I’ve had some pleasant lunches with Peter Spearritt, who heads the Brisbane Institute, a local thinktank for which I do occasional odd jobs, such as speaking engagements and commissioned papers.
In all of this I never suspected that Peter was at the centre of Brisbane’s Web of Power. But that’s what Malcom Alexander of Griffith University has concluded, after performing an ‘interlocking directorships’ analysis of the kind popularised by C Wright Mills in The Power Elite. The most connected connectors are those who sit on the board of the Institute.
Among the features of interest are the small size of the elite. On the generous criterion of two board memberships, it contains only 314 people. From my interactions with them, it does seem that, within this group, everyone does indeed know everyone else. Brisbane is still that kind of place.
The other notable feature is the dominance of the public sector. Thanks to the ‘global city’ phenomenon, few large private corporations have head offices in Brisbane these days. All the noted by Alexander as being at the core of the affiliation network are in the public sector, with the exception of the Queensland Council of Unions. However, many of the members would also be directors of locally-based corporations.
To generalize this point, if, like me, you’re concerned about the concentration of power in global cities, and the potential for crony capitalism that it creates, this is an additional argument in favour of public ownership.

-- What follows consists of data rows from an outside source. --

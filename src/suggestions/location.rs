//! Typed view locations and the suggestion action contract

use std::fmt;
use std::str::FromStr;

use serde::{Serialize, Serializer};

use crate::{Error, Result};

/// A console view the operator can be on
#[derive(Debug, Clone, PartialEq, Eq, Hash, Default)]
pub enum Location {
    #[default]
    Dashboard,
    Batches,
    CreateBatch,
    BatchDetails { batch_id: String },
    Courses,
    VmTemplates,
    Settings,
}

impl Location {
    pub fn batch(batch_id: impl Into<String>) -> Self {
        Location::BatchDetails {
            batch_id: batch_id.into(),
        }
    }

    pub fn batch_id(&self) -> Option<&str> {
        match self {
            Location::BatchDetails { batch_id } => Some(batch_id),
            _ => None,
        }
    }
}

impl fmt::Display for Location {
    fn fmt(&self, f: &mut fmt::Formatter<'_>) -> fmt::Result {
        match self {
            Location::Dashboard => write!(f, "/"),
            Location::Batches => write!(f, "/batches"),
            Location::CreateBatch => write!(f, "/batches/new"),
            Location::BatchDetails { batch_id } => write!(f, "/batches/{}", batch_id),
            Location::Courses => write!(f, "/courses"),
            Location::VmTemplates => write!(f, "/vm-templates"),
            Location::Settings => write!(f, "/settings"),
        }
    }
}

impl FromStr for Location {
    type Err = Error;

    fn from_str(s: &str) -> Result<Self> {
        let path = s.trim();
        let path = path.split(['?', '#']).next().unwrap_or_default();
        let trimmed = path.trim_end_matches('/');
        if !trimmed.is_empty() && !trimmed.starts_with('/') {
            return Err(Error::Validation(format!("route must start with '/': {}", s)));
        }

        let segments: Vec<&str> = trimmed.split('/').skip(1).collect();
        match segments.as_slice() {
            [] => Ok(Location::Dashboard),
            ["batches"] => Ok(Location::Batches),
            ["batches", "new"] => Ok(Location::CreateBatch),
            ["batches", id] if !id.is_empty() => Ok(Location::batch(*id)),
            ["courses"] => Ok(Location::Courses),
            ["vm-templates"] => Ok(Location::VmTemplates),
            ["settings"] => Ok(Location::Settings),
            _ => Err(Error::Validation(format!("unknown route: {}", s))),
        }
    }
}

impl Serialize for Location {
    fn serialize<S: Serializer>(&self, serializer: S) -> std::result::Result<S::Ok, S::Error> {
        serializer.collect_str(self)
    }
}

/// Tabs of the batch details view
#[derive(Debug, Clone, Copy, PartialEq, Eq, Hash)]
pub enum BatchTab {
    Overview,
    Students,
    Vms,
    Course,
    Schedule,
    Approval,
}

impl fmt::Display for BatchTab {
    fn fmt(&self, f: &mut fmt::Formatter<'_>) -> fmt::Result {
        let key = match self {
            BatchTab::Overview => "overview",
            BatchTab::Students => "students",
            BatchTab::Vms => "vms",
            BatchTab::Course => "course",
            BatchTab::Schedule => "schedule",
            BatchTab::Approval => "approval",
        };
        f.write_str(key)
    }
}

impl FromStr for BatchTab {
    type Err = Error;

    fn from_str(s: &str) -> Result<Self> {
        match s {
            "overview" => Ok(BatchTab::Overview),
            "students" => Ok(BatchTab::Students),
            "vms" => Ok(BatchTab::Vms),
            "course" => Ok(BatchTab::Course),
            "schedule" => Ok(BatchTab::Schedule),
            "approval" => Ok(BatchTab::Approval),
            other => Err(Error::Validation(format!("unknown tab: {}", other))),
        }
    }
}

/// What selecting a suggestion does.
///
/// Renders as `none`, `tab:<key>`, or a route path.
#[derive(Debug, Clone, PartialEq, Eq)]
pub enum SuggestionAction {
    None,
    Tab(BatchTab),
    Navigate(Location),
}

impl fmt::Display for SuggestionAction {
    fn fmt(&self, f: &mut fmt::Formatter<'_>) -> fmt::Result {
        match self {
            SuggestionAction::None => write!(f, "none"),
            SuggestionAction::Tab(tab) => write!(f, "tab:{}", tab),
            SuggestionAction::Navigate(location) => write!(f, "{}", location),
        }
    }
}

impl FromStr for SuggestionAction {
    type Err = Error;

    fn from_str(s: &str) -> Result<Self> {
        if s == "none" {
            return Ok(SuggestionAction::None);
        }
        if let Some(tab) = s.strip_prefix("tab:") {
            return Ok(SuggestionAction::Tab(tab.parse()?));
        }
        Ok(SuggestionAction::Navigate(s.parse()?))
    }
}

impl Serialize for SuggestionAction {
    fn serialize<S: Serializer>(&self, serializer: S) -> std::result::Result<S::Ok, S::Error> {
        serializer.collect_str(self)
    }
}
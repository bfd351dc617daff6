//! Data models

mod batch;
mod student;
mod template;
mod vm_config;

pub use batch::*;
pub use student::*;
pub use template::*;
pub use vm_config::*;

fn1. For those interested, I’d classify the Institute as non-partisan but mildly left of centre on balance. Its backers are more concerned with promoting Brisbane (and Queensland more generally) as an intellectual and cultural centre than they are about a particular policy agenda. As Australian readers will know, Queensland is in need of such promotion to offset the ‘Deep North’ image built up during decades of government by rural conservatives, and reinforced by the Pauline Hanson outbreak a few years ago.
fn2. I’m on the periphery of the Web,, being on the board of the Queensland Competition Authority which regulates, among other things, prices for infrastructure monopolies.